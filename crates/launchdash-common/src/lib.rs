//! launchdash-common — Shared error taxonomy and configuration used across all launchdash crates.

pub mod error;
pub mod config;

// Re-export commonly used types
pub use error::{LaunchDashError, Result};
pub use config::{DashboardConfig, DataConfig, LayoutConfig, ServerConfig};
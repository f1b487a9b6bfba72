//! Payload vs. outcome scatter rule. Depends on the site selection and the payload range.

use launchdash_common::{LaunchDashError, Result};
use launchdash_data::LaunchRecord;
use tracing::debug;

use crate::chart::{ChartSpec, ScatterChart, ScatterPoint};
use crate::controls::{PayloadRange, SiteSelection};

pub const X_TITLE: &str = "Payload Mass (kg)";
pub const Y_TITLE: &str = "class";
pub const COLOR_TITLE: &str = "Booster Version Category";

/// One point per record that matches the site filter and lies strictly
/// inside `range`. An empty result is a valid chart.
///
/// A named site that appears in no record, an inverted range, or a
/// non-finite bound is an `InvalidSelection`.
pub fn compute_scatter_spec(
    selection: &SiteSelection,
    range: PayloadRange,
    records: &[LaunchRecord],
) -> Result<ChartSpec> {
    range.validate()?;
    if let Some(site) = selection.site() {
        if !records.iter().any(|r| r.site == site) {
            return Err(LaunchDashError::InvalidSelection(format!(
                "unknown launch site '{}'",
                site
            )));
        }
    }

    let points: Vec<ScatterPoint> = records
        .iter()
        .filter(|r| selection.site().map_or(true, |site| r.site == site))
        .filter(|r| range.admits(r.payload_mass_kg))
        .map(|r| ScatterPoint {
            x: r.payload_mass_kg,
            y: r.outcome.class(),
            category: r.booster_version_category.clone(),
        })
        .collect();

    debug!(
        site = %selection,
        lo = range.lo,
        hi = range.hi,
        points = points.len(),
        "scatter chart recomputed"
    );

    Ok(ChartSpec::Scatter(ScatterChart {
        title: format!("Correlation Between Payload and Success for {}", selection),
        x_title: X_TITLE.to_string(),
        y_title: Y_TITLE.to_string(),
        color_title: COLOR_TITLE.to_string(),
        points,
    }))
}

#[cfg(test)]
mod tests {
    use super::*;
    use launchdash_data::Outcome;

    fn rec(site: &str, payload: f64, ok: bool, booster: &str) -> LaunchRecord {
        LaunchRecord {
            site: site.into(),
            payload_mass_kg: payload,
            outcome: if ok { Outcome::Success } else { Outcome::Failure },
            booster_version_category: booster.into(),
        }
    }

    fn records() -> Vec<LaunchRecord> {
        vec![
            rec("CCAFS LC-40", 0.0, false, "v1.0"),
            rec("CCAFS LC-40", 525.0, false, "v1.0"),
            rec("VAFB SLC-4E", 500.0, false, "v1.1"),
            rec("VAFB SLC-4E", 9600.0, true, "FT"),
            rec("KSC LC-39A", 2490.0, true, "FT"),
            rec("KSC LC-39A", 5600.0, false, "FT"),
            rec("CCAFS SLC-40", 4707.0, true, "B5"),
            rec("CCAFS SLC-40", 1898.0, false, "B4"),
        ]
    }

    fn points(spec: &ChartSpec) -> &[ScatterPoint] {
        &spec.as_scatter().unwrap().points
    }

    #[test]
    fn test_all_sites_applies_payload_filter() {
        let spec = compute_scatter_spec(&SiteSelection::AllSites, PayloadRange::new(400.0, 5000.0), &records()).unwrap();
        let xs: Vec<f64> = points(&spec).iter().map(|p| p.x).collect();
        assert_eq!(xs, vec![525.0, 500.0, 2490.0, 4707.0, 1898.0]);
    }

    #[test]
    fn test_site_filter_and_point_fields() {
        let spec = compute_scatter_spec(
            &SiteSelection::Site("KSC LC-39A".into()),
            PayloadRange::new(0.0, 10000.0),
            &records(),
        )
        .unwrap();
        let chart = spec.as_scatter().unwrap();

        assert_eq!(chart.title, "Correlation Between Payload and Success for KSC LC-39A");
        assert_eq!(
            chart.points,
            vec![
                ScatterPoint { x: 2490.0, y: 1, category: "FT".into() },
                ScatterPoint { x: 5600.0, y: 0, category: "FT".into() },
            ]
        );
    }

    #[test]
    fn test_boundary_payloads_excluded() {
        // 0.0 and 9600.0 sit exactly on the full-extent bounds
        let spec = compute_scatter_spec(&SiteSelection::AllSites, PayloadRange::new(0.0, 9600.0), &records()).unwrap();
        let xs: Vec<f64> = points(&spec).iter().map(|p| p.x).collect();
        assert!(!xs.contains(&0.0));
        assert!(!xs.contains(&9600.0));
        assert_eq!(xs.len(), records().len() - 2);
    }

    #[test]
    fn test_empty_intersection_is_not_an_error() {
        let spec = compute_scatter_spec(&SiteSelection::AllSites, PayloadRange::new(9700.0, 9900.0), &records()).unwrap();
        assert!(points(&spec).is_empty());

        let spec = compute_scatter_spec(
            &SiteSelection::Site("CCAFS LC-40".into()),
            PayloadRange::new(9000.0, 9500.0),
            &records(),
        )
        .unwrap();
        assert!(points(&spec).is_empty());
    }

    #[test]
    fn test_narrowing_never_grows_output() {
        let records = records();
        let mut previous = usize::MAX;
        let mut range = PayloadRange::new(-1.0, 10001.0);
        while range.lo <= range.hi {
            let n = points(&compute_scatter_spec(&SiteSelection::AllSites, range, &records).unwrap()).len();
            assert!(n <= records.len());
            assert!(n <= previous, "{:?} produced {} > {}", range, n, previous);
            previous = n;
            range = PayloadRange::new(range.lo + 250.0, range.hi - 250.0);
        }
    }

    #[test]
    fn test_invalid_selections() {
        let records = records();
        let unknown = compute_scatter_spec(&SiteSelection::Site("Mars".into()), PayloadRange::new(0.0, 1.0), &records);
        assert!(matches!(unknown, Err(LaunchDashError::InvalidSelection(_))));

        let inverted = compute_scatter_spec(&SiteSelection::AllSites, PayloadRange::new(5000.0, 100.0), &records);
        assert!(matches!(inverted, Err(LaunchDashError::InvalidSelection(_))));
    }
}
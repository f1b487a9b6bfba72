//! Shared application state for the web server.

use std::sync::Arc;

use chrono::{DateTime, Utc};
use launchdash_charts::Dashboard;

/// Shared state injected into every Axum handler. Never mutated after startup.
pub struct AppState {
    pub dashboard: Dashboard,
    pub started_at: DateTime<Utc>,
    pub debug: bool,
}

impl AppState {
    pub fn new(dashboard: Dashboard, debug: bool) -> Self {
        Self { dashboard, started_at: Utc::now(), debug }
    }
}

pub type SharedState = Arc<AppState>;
———
**Work item:**
Print every line of the records exactly. Omit nothing.

**Expected answer:**
filename crates/launchdash-common/src/lib.rs
//! launchdash-common — Shared error taxonomy and configuration used across all launchdash crates.

pub mod error;
pub mod config;

// Re-export commonly used types
pub use error::{LaunchDashError, Result};
pub use config::{DashboardConfig, DataConfig, LayoutConfig, ServerConfig};
repository f1b487a9b6bfba72
//! Payload vs. outcome scatter rule. Depends on the site selection and the payload range.

use launchdash_common::{LaunchDashError, Result};
use launchdash_data::LaunchRecord;
use tracing::debug;

use crate::chart::{ChartSpec, ScatterChart, ScatterPoint};
use crate::controls::{PayloadRange, SiteSelection};

pub const X_TITLE: &str = "Payload Mass (kg)";
pub const Y_TITLE: &str = "class";
pub const COLOR_TITLE: &str = "Booster Version Category";

/// One point per record that matches the site filter and lies strictly
/// inside `range`. An empty result is a valid chart.
///
/// A named site that appears in no record, an inverted range, or a
/// non-finite bound is an `InvalidSelection`.
pub fn compute_scatter_spec(
    selection: &SiteSelection,
    range: PayloadRange,
    records: &[LaunchRecord],
) -> Result<ChartSpec> {
    range.validate()?;
    if let Some(site) = selection.site() {
        if !records.iter().any(|r| r.site == site) {
            return Err(LaunchDashError::InvalidSelection(format!(
                "unknown launch site '{}'",
                site
            )));
        }
    }

    let points: Vec<ScatterPoint> = records
        .iter()
        .filter(|r| selection.site().map_or(true, |site| r.site == site))
        .filter(|r| range.admits(r.payload_mass_kg))
        .map(|r| ScatterPoint {
            x: r.payload_mass_kg,
            y: r.outcome.class(),
            category: r.booster_version_category.clone(),
        })
        .collect();

    debug!(
        site = %selection,
        lo = range.lo,
        hi = range.hi,
        points = points.len(),
        "scatter chart recomputed"
    );

    Ok(ChartSpec::Scatter(ScatterChart {
        title: format!("Correlation Between Payload and Success for {}", selection),
        x_title: X_TITLE.to_string(),
        y_title: Y_TITLE.to_string(),
        color_title: COLOR_TITLE.to_string(),
        points,
    }))
}

#[cfg(test)]
mod tests {
    use super::*;
    use launchdash_data::Outcome;

    fn rec(site: &str, payload: f64, ok: bool, booster: &str) -> LaunchRecord {
        LaunchRecord {
            site: site.into(),
            payload_mass_kg: payload,
            outcome: if ok { Outcome::Success } else { Outcome::Failure },
            booster_version_category: booster.into(),
        }
    }

    fn records() -> Vec<LaunchRecord> {
        vec![
            rec("CCAFS LC-40", 0.0, false, "v1.0"),
            rec("CCAFS LC-40", 525.0, false, "v1.0"),
            rec("VAFB SLC-4E", 500.0, false, "v1.1"),
            rec("VAFB SLC-4E", 9600.0, true, "FT"),
            rec("KSC LC-39A", 2490.0, true, "FT"),
            rec("KSC LC-39A", 5600.0, false, "FT"),
            rec("CCAFS SLC-40", 4707.0, true, "B5"),
            rec("CCAFS SLC-40", 1898.0, false, "B4"),
        ]
    }

    fn points(spec: &ChartSpec) -> &[ScatterPoint] {
        &spec.as_scatter().unwrap().points
    }

    #[test]
    fn test_all_sites_applies_payload_filter() {
        let spec = compute_scatter_spec(&SiteSelection::AllSites, PayloadRange::new(400.0, 5000.0), &records()).unwrap();
        let xs: Vec<f64> = points(&spec).iter().map(|p| p.x).collect();
        assert_eq!(xs, vec![525.0, 500.0, 2490.0, 4707.0, 1898.0]);
    }

    #[test]
    fn test_site_filter_and_point_fields() {
        let spec = compute_scatter_spec(
            &SiteSelection::Site("KSC LC-39A".into()),
            PayloadRange::new(0.0, 10000.0),
            &records(),
        )
        .unwrap();
        let chart = spec.as_scatter().unwrap();

        assert_eq!(chart.title, "Correlation Between Payload and Success for KSC LC-39A");
        assert_eq!(
            chart.points,
            vec![
                ScatterPoint { x: 2490.0, y: 1, category: "FT".into() },
                ScatterPoint { x: 5600.0, y: 0, category: "FT".into() },
            ]
        );
    }

    #[test]
    fn test_boundary_payloads_excluded() {
        // 0.0 and 9600.0 sit exactly on the full-extent bounds
        let spec = compute_scatter_spec(&SiteSelection::AllSites, PayloadRange::new(0.0, 9600.0), &records()).unwrap();
        let xs: Vec<f64> = points(&spec).iter().map(|p| p.x).collect();
        assert!(!xs.contains(&0.0));
        assert!(!xs.contains(&9600.0));
        assert_eq!(xs.len(), records().len() - 2);
    }

    #[test]
    fn test_empty_intersection_is_not_an_error() {
        let spec = compute_scatter_spec(&SiteSelection::AllSites, PayloadRange::new(9700.0, 9900.0), &records()).unwrap();
        assert!(points(&spec).is_empty());

        let spec = compute_scatter_spec(
            &SiteSelection::Site("CCAFS LC-40".into()),
            PayloadRange::new(9000.0, 9500.0),
            &records(),
        )
        .unwrap();
        assert!(points(&spec).is_empty());
    }

    #[test]
    fn test_narrowing_never_grows_output() {
        let records = records();
        let mut previous = usize::MAX;
        let mut range = PayloadRange::new(-1.0, 10001.0);
        while range.lo <= range.hi {
            let n = points(&compute_scatter_spec(&SiteSelection::AllSites, range, &records).unwrap()).len();
            assert!(n <= records.len());
            assert!(n <= previous, "{:?} produced {} > {}", range, n, previous);
            previous = n;
            range = PayloadRange::new(range.lo + 250.0, range.hi - 250.0);
        }
    }

    #[test]
    fn test_invalid_selections() {
        let records = records();
        let unknown = compute_scatter_spec(&SiteSelection::Site("Mars".into()), PayloadRange::new(0.0, 1.0), &records);
        assert!(matches!(unknown, Err(LaunchDashError::InvalidSelection(_))));

        let inverted = compute_scatter_spec(&SiteSelection::AllSites, PayloadRange::new(5000.0, 100.0), &records);
        assert!(matches!(inverted, Err(LaunchDashError::InvalidSelection(_))));
    }
}
repository f1b487a9b6bfba72
//! Shared application state for the web server.

use std::sync::Arc;

use chrono::{DateTime, Utc};
use launchdash_charts::Dashboard;

/// Shared state injected into every Axum handler. Never mutated after startup.
pub struct AppState {
    pub dashboard: Dashboard,
    pub started_at: DateTime<Utc>,
    pub debug: bool,
}

impl AppState {
    pub fn new(dashboard: Dashboard, debug: bool) -> Self {
        Self { dashboard, started_at: Utc::now(), debug }
    }
}

pub type SharedState = Arc<AppState>;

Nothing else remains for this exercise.